» Task details:
When you reach the records, transcribe each one exactly.

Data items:

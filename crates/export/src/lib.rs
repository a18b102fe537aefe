//! Buffer export
//!
//! Drains the capture buffers to disk once ingestion has gone quiescent:
//! grouped ASCII PLY files for the point samples and a plain-text log for the
//! motion samples. Both buffer locks are taken before any byte is written and
//! held until the pass finishes, so the exported view is a single consistent
//! snapshot.

pub mod motion;
pub mod ply;

use std::fs;
use std::path::Path;

use capture::buffer::{MotionBuffer, PointBuffer};
use contracts::CaptureError;
use tracing::info;

pub use ply::PlySummary;

/// What one export pass wrote.
#[derive(Debug, Clone, Copy, Default, PartialEq, Eq)]
pub struct ExportSummary {
    /// Distinct point cloud files
    pub point_files: usize,
    /// Vertex lines across all point files
    pub points: usize,
    /// Motion log lines
    pub motion_samples: usize,
}

/// Export both buffers under `directory`, with the motion log at
/// `directory/motion_file`.
///
/// Creates the output directory if needed. The caller guarantees the driver
/// has stopped delivering frames; the joint locks below turn that guarantee
/// into a hard one for the duration of the pass.
pub fn export_all(
    points: &PointBuffer,
    motion: &MotionBuffer,
    directory: &Path,
    motion_file: &str,
) -> Result<ExportSummary, CaptureError> {
    fs::create_dir_all(directory)
        .map_err(|e| CaptureError::export_write(directory.display().to_string(), e.to_string()))?;

    let point_guard = points.lock_for_export();
    let motion_guard = motion.lock_for_export();

    let ply_summary = ply::write_point_clouds(&point_guard, directory)?;
    let motion_count = motion::write_motion_log(&motion_guard, &directory.join(motion_file))?;

    info!(
        point_files = ply_summary.files,
        points = ply_summary.points,
        motion_samples = motion_count,
        directory = %directory.display(),
        "export finished"
    );

    Ok(ExportSummary {
        point_files: ply_summary.files,
        points: ply_summary.points,
        motion_samples: motion_count,
    })
}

» Reply:
filename crates/export/src/lib.rs
repository a18b102fe537aefe
//! Buffer export
//!
//! Drains the capture buffers to disk once ingestion has gone quiescent:
//! grouped ASCII PLY files for the point samples and a plain-text log for the
//! motion samples. Both buffer locks are taken before any byte is written and
//! held until the pass finishes, so the exported view is a single consistent
//! snapshot.

pub mod motion;
pub mod ply;

use std::fs;
use std::path::Path;

use capture::buffer::{MotionBuffer, PointBuffer};
use contracts::CaptureError;
use tracing::info;

pub use ply::PlySummary;

/// What one export pass wrote.
#[derive(Debug, Clone, Copy, Default, PartialEq, Eq)]
pub struct ExportSummary {
    /// Distinct point cloud files
    pub point_files: usize,
    /// Vertex lines across all point files
    pub points: usize,
    /// Motion log lines
    pub motion_samples: usize,
}

/// Export both buffers under `directory`, with the motion log at
/// `directory/motion_file`.
///
/// Creates the output directory if needed. The caller guarantees the driver
/// has stopped delivering frames; the joint locks below turn that guarantee
/// into a hard one for the duration of the pass.
pub fn export_all(
    points: &PointBuffer,
    motion: &MotionBuffer,
    directory: &Path,
    motion_file: &str,
) -> Result<ExportSummary, CaptureError> {
    fs::create_dir_all(directory)
        .map_err(|e| CaptureError::export_write(directory.display().to_string(), e.to_string()))?;

    let point_guard = points.lock_for_export();
    let motion_guard = motion.lock_for_export();

    let ply_summary = ply::write_point_clouds(&point_guard, directory)?;
    let motion_count = motion::write_motion_log(&motion_guard, &directory.join(motion_file))?;

    info!(
        point_files = ply_summary.files,
        points = ply_summary.points,
        motion_samples = motion_count,
        directory = %directory.display(),
        "export finished"
    );

    Ok(ExportSummary {
        point_files: ply_summary.files,
        points: ply_summary.points,
        motion_samples: motion_count,
    })
}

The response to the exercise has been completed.